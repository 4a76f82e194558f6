//! pqloop command-line interface.
//!
//! Drives a network of self-toggling pseudo-qubits: watch it run, search
//! for a bit pattern, classify oracles and walk through the gates.

#[global_allocator]
static GLOBAL: mimalloc::MiMalloc = mimalloc::MiMalloc;

use std::path::{Path, PathBuf};

use clap::{Parser, Subcommand};
use console::style;
use tracing_subscriber::EnvFilter;

mod commands;

use commands::{classify, common, demo, gates, search, version, watch};

/// pqloop - a concurrent network of self-toggling pseudo-qubits
#[derive(Parser)]
#[command(name = "pqloop")]
#[command(author, version, about, long_about = None)]
struct Cli {
    /// Increase verbosity (-v, -vv, -vvv)
    #[arg(short, long, action = clap::ArgAction::Count, global = true)]
    verbose: u8,

    /// Network configuration file (YAML)
    #[arg(short, long, global = true, env = "PQLOOP_CONFIG")]
    config: Option<PathBuf>,

    /// Master entropy seed, overrides the configuration
    #[arg(long, global = true)]
    seed: Option<u64>,

    #[command(subcommand)]
    command: Commands,
}

#[derive(Subcommand)]
enum Commands {
    /// Start a network and print successive measurements
    Watch {
        /// Number of units
        #[arg(short = 'n', long, default_value = "16")]
        units: usize,

        /// Number of measurements to take
        #[arg(short, long, default_value = "10")]
        samples: usize,
    },

    /// Random-restart search for a target bit pattern
    Search {
        /// Target pattern, e.g. 101. The network gets one unit per bit.
        #[arg(short, long, default_value = "101")]
        target: String,

        /// Maximum number of rounds
        #[arg(short, long, default_value = "5")]
        iterations: usize,
    },

    /// Constant/balanced classification
    Classify {
        /// Number of units
        #[arg(short = 'n', long, default_value = "4")]
        units: usize,

        /// Oracle kind (constant, balanced). Both when omitted.
        #[arg(short, long)]
        oracle: Option<String>,
    },

    /// Controlled-flip walkthrough on 1010
    Gates,

    /// Run watch, search, classify and gates in sequence
    Demo,

    /// Show version information
    Version,
}

#[tokio::main]
async fn main() -> anyhow::Result<()> {
    let cli = Cli::parse();

    // Setup logging
    let filter = match cli.verbose {
        0 => "warn",
        1 => "info",
        2 => "debug",
        _ => "trace",
    };

    tracing_subscriber::fmt()
        .with_env_filter(EnvFilter::new(filter))
        .with_target(false)
        .init();

    let result = match cli.command {
        Commands::Version => {
            version::execute();
            Ok(())
        }
        command => execute(command, cli.config.as_deref(), cli.seed).await,
    };

    // Handle errors
    if let Err(e) = result {
        eprintln!("{} {}", style("Error:").red().bold(), e);
        std::process::exit(1);
    }

    Ok(())
}

/// Execute a network command against a freshly configured controller.
async fn execute(command: Commands, config: Option<&Path>, seed: Option<u64>) -> anyhow::Result<()> {
    let controller = common::create_controller(config, seed)?;

    match command {
        Commands::Watch { units, samples } => watch::execute(&controller, units, samples).await,
        Commands::Search { target, iterations } => {
            search::execute(&controller, &target, iterations).await
        }
        Commands::Classify { units, oracle } => {
            classify::execute(&controller, units, oracle.as_deref()).await
        }
        Commands::Gates => gates::execute(&controller).await,
        Commands::Demo => demo::execute(&controller).await,
        Commands::Version => unreachable!("version is handled before a controller is built"),
    }
}
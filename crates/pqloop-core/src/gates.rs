//! Gate operations on a controller's state vector.
//!
//! Each gate runs under the network write lock, so its read-then-write of
//! the operand slots never interleaves with a unit toggle.

use tracing::debug;

use crate::error::NetResult;
use crate::network::NetworkController;

impl NetworkController {
    /// Overwrite every slot with an independent random bit.
    pub async fn apply_global_randomize(&self) -> NetResult<()> {
        let mut net = self.shared.write().await;
        net.ensure_writable()?;
        net.vector.randomize(self.entropy.as_ref());
        debug!(state = %net.vector.snapshot(), "Randomized");
        Ok(())
    }

    /// Flip `target` if `control` reads 1.
    pub async fn apply_conditional_flip(&self, control: usize, target: usize) -> NetResult<()> {
        let mut net = self.shared.write().await;
        net.ensure_writable()?;
        let flipped = net.vector.conditional_flip(control, target)?;
        debug!(control, target, flipped, "Conditional flip");
        Ok(())
    }

    /// Flip `target` if both `control1` and `control2` read 1.
    pub async fn apply_conditional_flip2(
        &self,
        control1: usize,
        control2: usize,
        target: usize,
    ) -> NetResult<()> {
        let mut net = self.shared.write().await;
        net.ensure_writable()?;
        let flipped = net.vector.conditional_flip2(control1, control2, target)?;
        debug!(control1, control2, target, flipped, "Double-controlled flip");
        Ok(())
    }

    /// Flip a single slot unconditionally.
    pub async fn apply_flip(&self, index: usize) -> NetResult<()> {
        let mut net = self.shared.write().await;
        net.ensure_writable()?;
        let value = net.vector.toggle(index)?;
        debug!(index, value = %value, "Flip");
        Ok(())
    }
}
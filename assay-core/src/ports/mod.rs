// assay-core/src/ports/mod.rs

pub mod row_source;

pub use row_source::RowSource;
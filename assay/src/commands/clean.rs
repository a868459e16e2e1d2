// assay/src/commands/clean.rs
//
// USE CASE: Clean build artifacts.

use std::path::PathBuf;

use assay_core::application::clean_project;

pub fn execute(project_dir: PathBuf) -> anyhow::Result<()> {
    match clean_project(&project_dir) {
        Ok(removed) => {
            for path in &removed {
                println!("   🗑️  Artifact removed: {}", path);
            }
            if removed.is_empty() {
                println!("🧹 Nothing to clean.");
            }
        }
        Err(e) => {
            eprintln!("❌ Clean failed: {}", e);
            std::process::exit(1);
        }
    }
    Ok(())
}
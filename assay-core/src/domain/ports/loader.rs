use crate::domain::project::ModelRegistry;
use crate::domain::project::configuration::ProjectConfig;
use crate::error::AssayError;
use std::path::Path;

/// Builds the registry from whatever declarative definitions a project holds.
pub trait RegistryLoader: Send + Sync {
    fn load(&self, root: &Path, config: &ProjectConfig) -> Result<ModelRegistry, AssayError>;
}
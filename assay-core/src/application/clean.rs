// assay-core/src/application/clean.rs

use crate::error::AssayError;
use crate::infrastructure::config::project::load_project_config;
use std::fs;
use std::path::{Component, Path};
use tracing::info;

/// Removes the configured clean targets; returns the ones that existed.
pub fn clean_project(project_dir: &Path) -> Result<Vec<String>, AssayError> {
    info!("Initializing cleanup sequence");

    let config = load_project_config(project_dir)?;

    let targets = if config.clean_targets.is_empty() {
        vec![config.target_path.clone()]
    } else {
        config.clean_targets
    };

    let mut removed = Vec::new();
    for target_rel_path in targets {
        // Zero-Trust Path Traversal Guard
        let relative = Path::new(&target_rel_path);
        let escapes = relative.is_absolute()
            || relative
                .components()
                .any(|c| matches!(c, Component::ParentDir | Component::Prefix(_)));
        if escapes {
            return Err(AssayError::UnsafePath(target_rel_path));
        }

        let full_path = project_dir.join(relative);
        if full_path.exists() {
            if full_path.is_dir() {
                fs::remove_dir_all(&full_path)?;
            } else {
                fs::remove_file(&full_path)?;
            }
            info!(path = %target_rel_path, "Artifact removed");
            removed.push(target_rel_path);
        }
    }

    Ok(removed)
}
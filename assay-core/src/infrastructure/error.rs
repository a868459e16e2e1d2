// assay-core/src/infrastructure/error.rs

use miette::Diagnostic;
use thiserror::Error;

#[derive(Error, Debug, Diagnostic)]
pub enum DatabaseError {
    #[error("DuckDB Engine Error: {0}")]
    #[diagnostic(
        code(assay::infra::database::duckdb),
        help("An error occurred inside the SQL engine.")
    )]
    DuckDB(#[from] duckdb::Error),

    #[error("DuckDB connection lock poisoned")]
    #[diagnostic(code(assay::infra::database::poisoned))]
    Poisoned,
}

#[derive(Error, Debug, Diagnostic)]
pub enum InfrastructureError {
    // --- DATABASE (Abstracted) ---
    #[error(transparent)]
    #[diagnostic(transparent)]
    Database(#[from] DatabaseError),

    // --- FILESYSTEM (IO) ---
    #[error("File System Error: {0}")]
    #[diagnostic(
        code(assay::infra::io),
        help("Check file permissions or path validity.")
    )]
    Io(#[from] std::io::Error),

    // --- CONFIG / YAML ---
    #[error("YAML Parsing Error in {path}: {source}")]
    #[diagnostic(
        code(assay::infra::yaml),
        help("Check your YAML syntax (indentation, types).")
    )]
    YamlError {
        path: String,
        #[source]
        source: serde_yaml::Error,
    },

    #[error("JSON Error: {0}")]
    #[diagnostic(code(assay::infra::json))]
    JsonError(#[from] serde_json::Error),

    #[error("Configuration Error: {0}")]
    #[diagnostic(code(assay::infra::config))]
    ConfigError(String),

    #[error("Project configuration not found at '{0}'")]
    #[diagnostic(code(assay::infra::config_missing))]
    ConfigNotFound(String),
}

// Manual implementation for shortcuts (e.g. `?` operator on duckdb calls)
impl From<duckdb::Error> for InfrastructureError {
    fn from(err: duckdb::Error) -> Self {
        InfrastructureError::Database(DatabaseError::DuckDB(err))
    }
}
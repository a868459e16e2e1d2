// assay-core/src/error.rs

use crate::domain::error::DomainError;
use crate::infrastructure::error::InfrastructureError;
use thiserror::Error;

#[derive(Error, Debug)]
pub enum AssayError {
    // --- ERREURS DU DOMAINE (Registry, Cycles, References) ---
    #[error(transparent)]
    Domain(#[from] DomainError),

    // --- ERREURS D'INFRASTRUCTURE (IO, Parsing, DuckDB) ---
    #[error(transparent)]
    Infrastructure(#[from] InfrastructureError),

    // --- ERREURS GÉNÉRIQUES / APPLICATIVES ---
    #[error("Internal Error: {0}")]
    InternalError(String),

    #[error("Unsafe path traversal detected: {0}")]
    UnsafePath(String),
}

// Manual implementation to avoid duplicate enum variant but keep ergonomics
impl From<std::io::Error> for AssayError {
    fn from(err: std::io::Error) -> Self {
        AssayError::Infrastructure(InfrastructureError::Io(err))
    }
}
// assay-core/src/infrastructure/adapters/mod.rs

pub mod duckdb;
pub mod memory;

pub use self::duckdb::DuckDbSource;
pub use memory::InMemorySource;
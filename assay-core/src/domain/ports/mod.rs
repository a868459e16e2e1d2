// src/domain/ports/mod.rs

pub mod loader;

pub use loader::RegistryLoader;
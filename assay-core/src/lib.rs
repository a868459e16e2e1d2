// assay-core/src/lib.rs

// 1. Mandatory documentation for production code
#![allow(missing_docs)] // On autorise le manque de doc pour le moment

// 2. Memory safety
#![deny(unsafe_code)]
// 3. Robustness
#![warn(clippy::unwrap_used)]
#![warn(clippy::expect_used)]
// 4. Performance
#![warn(clippy::perf)]

// --- MODULES HEXAGONAUX ---

// 1. Ports (Interfaces / Traits)
// Ce dont le pipeline a besoin côté données (RowSource)
pub mod ports;

// 2. Domain (Cœur du métier)
// Registre de modèles, graphe de dépendances, évaluation des contraintes, rapport.
// Ne dépend de RIEN d'autre (ni infra, ni app).
pub mod domain;

// 3. Infrastructure (Adapters)
// DuckDB, fichiers YAML/CSV, découverte des schémas.
pub mod infrastructure;

// 4. Application (Use Cases)
// Orchestration (Validation, Clean)
pub mod application;

// --- GESTION DES ERREURS GLOBALE ---
pub mod error;

// --- RE-EXPORTS (FACADE) ---
// use assay_core::AssayError;
pub use error::AssayError;
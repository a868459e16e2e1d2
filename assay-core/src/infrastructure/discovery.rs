// assay-core/src/infrastructure/discovery.rs

use std::fs;
use std::path::{Path, PathBuf};
use tracing::{debug, info, instrument};
use walkdir::WalkDir;

use crate::domain::ports::RegistryLoader;
use crate::domain::project::{ModelRegistry, ProjectConfig};
use crate::error::AssayError;
use crate::infrastructure::config::SchemaFile;
use crate::infrastructure::error::InfrastructureError;

/// Builds the [`ModelRegistry`] from the `.yml` schema files under each model path.
pub struct SchemaDiscovery;

impl RegistryLoader for SchemaDiscovery {
    fn load(&self, root: &Path, config: &ProjectConfig) -> Result<ModelRegistry, AssayError> {
        Self::discover(root, config)
    }
}

impl SchemaDiscovery {
    #[instrument(skip_all, fields(project = %config.name))]
    pub fn discover(
        project_dir: &Path,
        config: &ProjectConfig,
    ) -> Result<ModelRegistry, AssayError> {
        let mut registry = ModelRegistry::new();

        for schema_path in Self::schema_files(project_dir, &config.model_paths) {
            debug!(path = ?schema_path, "Reading schema file");
            let content = fs::read_to_string(&schema_path).map_err(InfrastructureError::Io)?;
            let parsed: SchemaFile =
                serde_yaml::from_str(&content).map_err(|source| InfrastructureError::YamlError {
                    path: schema_path.display().to_string(),
                    source,
                })?;

            for schema in parsed.models {
                registry.register(schema.into_model()?)?;
            }
        }

        info!(models = registry.len(), "Model registry loaded");
        Ok(registry)
    }

    /// Sorted so that duplicate detection always blames the same file.
    fn schema_files(project_dir: &Path, model_paths: &[String]) -> Vec<PathBuf> {
        let mut files = Vec::new();

        for model_path in model_paths {
            let dir = project_dir.join(model_path);
            if !dir.exists() {
                debug!(path = ?dir, "Model path does not exist, skipping");
                continue;
            }

            let walker = WalkDir::new(&dir).follow_links(true).sort_by_file_name();
            for entry in walker.into_iter().filter_map(|e| e.ok()) {
                let path = entry.path();
                if entry.file_type().is_file()
                    && path
                        .extension()
                        .is_some_and(|ext| ext == "yml" || ext == "yaml")
                {
                    files.push(path.to_path_buf());
                }
            }
        }

        files
    }
}

#[cfg(test)]
#[allow(clippy::unwrap_used)]
mod tests {
    use super::*;
    use crate::domain::error::DomainError;
    use crate::domain::project::Constraint;
    use anyhow::Result;
    use tempfile::tempdir;

    fn write(root: &Path, rel: &str, content: &str) {
        let path = root.join(rel);
        fs::create_dir_all(path.parent().unwrap()).unwrap();
        fs::write(path, content).unwrap();
    }

    #[test]
    fn test_discover_across_files() -> Result<()> {
        let dir = tempdir()?;
        write(
            dir.path(),
            "models/staging/channel.yml",
            "models:\n  - name: channel\n    columns:\n      - name: channel_id\n        tests: [not_null, unique]\n",
        );
        write(
            dir.path(),
            "models/marts/product.yaml",
            r#"
models:
  - name: product
    columns:
      - name: channel_id
        tests:
          - relationships:
              to: ref('channel')
              field: channel_id
"#,
        );
        write(dir.path(), "models/readme.md", "not a schema");

        let config = ProjectConfig::new("p");
        let registry = SchemaDiscovery.load(dir.path(), &config)?;

        assert_eq!(registry.len(), 2);
        let product = registry.get("product")?;
        assert_eq!(
            product.columns[0].constraints,
            vec![Constraint::Relationship {
                target_model: "channel".into(),
                target_field: "channel_id".into()
            }]
        );
        Ok(())
    }

    #[test]
    fn test_duplicate_model_across_files() {
        let dir = tempdir().unwrap();
        write(dir.path(), "models/a.yml", "models:\n  - name: m\n");
        write(dir.path(), "models/b.yml", "models:\n  - name: m\n");

        let result = SchemaDiscovery.load(dir.path(), &ProjectConfig::new("p"));
        assert!(matches!(
            result,
            Err(AssayError::Domain(DomainError::DuplicateModel(name))) if name == "m"
        ));
    }

    #[test]
    fn test_broken_yaml_names_the_file() {
        let dir = tempdir().unwrap();
        write(dir.path(), "models/broken.yml", "models: [\n");

        let result = SchemaDiscovery.load(dir.path(), &ProjectConfig::new("p"));
        match result {
            Err(AssayError::Infrastructure(InfrastructureError::YamlError { path, .. })) => {
                assert!(path.ends_with("broken.yml"));
            }
            other => panic!("expected a YAML error, got {other:?}"),
        }
    }

    #[test]
    fn test_missing_model_dir_gives_empty_registry() -> Result<()> {
        let dir = tempdir()?;
        let registry = SchemaDiscovery.load(dir.path(), &ProjectConfig::new("p"))?;
        assert!(registry.is_empty());
        Ok(())
    }
}
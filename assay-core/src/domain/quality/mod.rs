// assay-core/src/domain/quality/mod.rs

pub mod evaluator;
pub mod report;
pub mod result;
pub mod value;

pub use evaluator::{ConstraintEvaluator, DEFAULT_SAMPLE_SIZE, MaterializedRows};
pub use report::{
    ColumnReport, ConstraintViolation, ModelReport, Report, ReportAggregator, aggregate,
};
pub use result::{EvaluationError, ValidationResult};
pub use value::{Row, Value, ValueKey, row};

## TASK DIRECTIONS
Whenever a line of the data includes "InfrastructureError", copy that line.

## RESPONSE FOR THIS EXERCISE
pub enum InfrastructureError {
impl From<duckdb::Error> for InfrastructureError {
        InfrastructureError::Database(DatabaseError::DuckDB(err))
use crate::infrastructure::error::InfrastructureError;
    Infrastructure(#[from] InfrastructureError),
        AssayError::Infrastructure(InfrastructureError::Io(err))
use crate::infrastructure::error::InfrastructureError;
            let content = fs::read_to_string(&schema_path).map_err(InfrastructureError::Io)?;
                serde_yaml::from_str(&content).map_err(|source| InfrastructureError::YamlError {
            Err(AssayError::Infrastructure(InfrastructureError::YamlError { path, .. })) => {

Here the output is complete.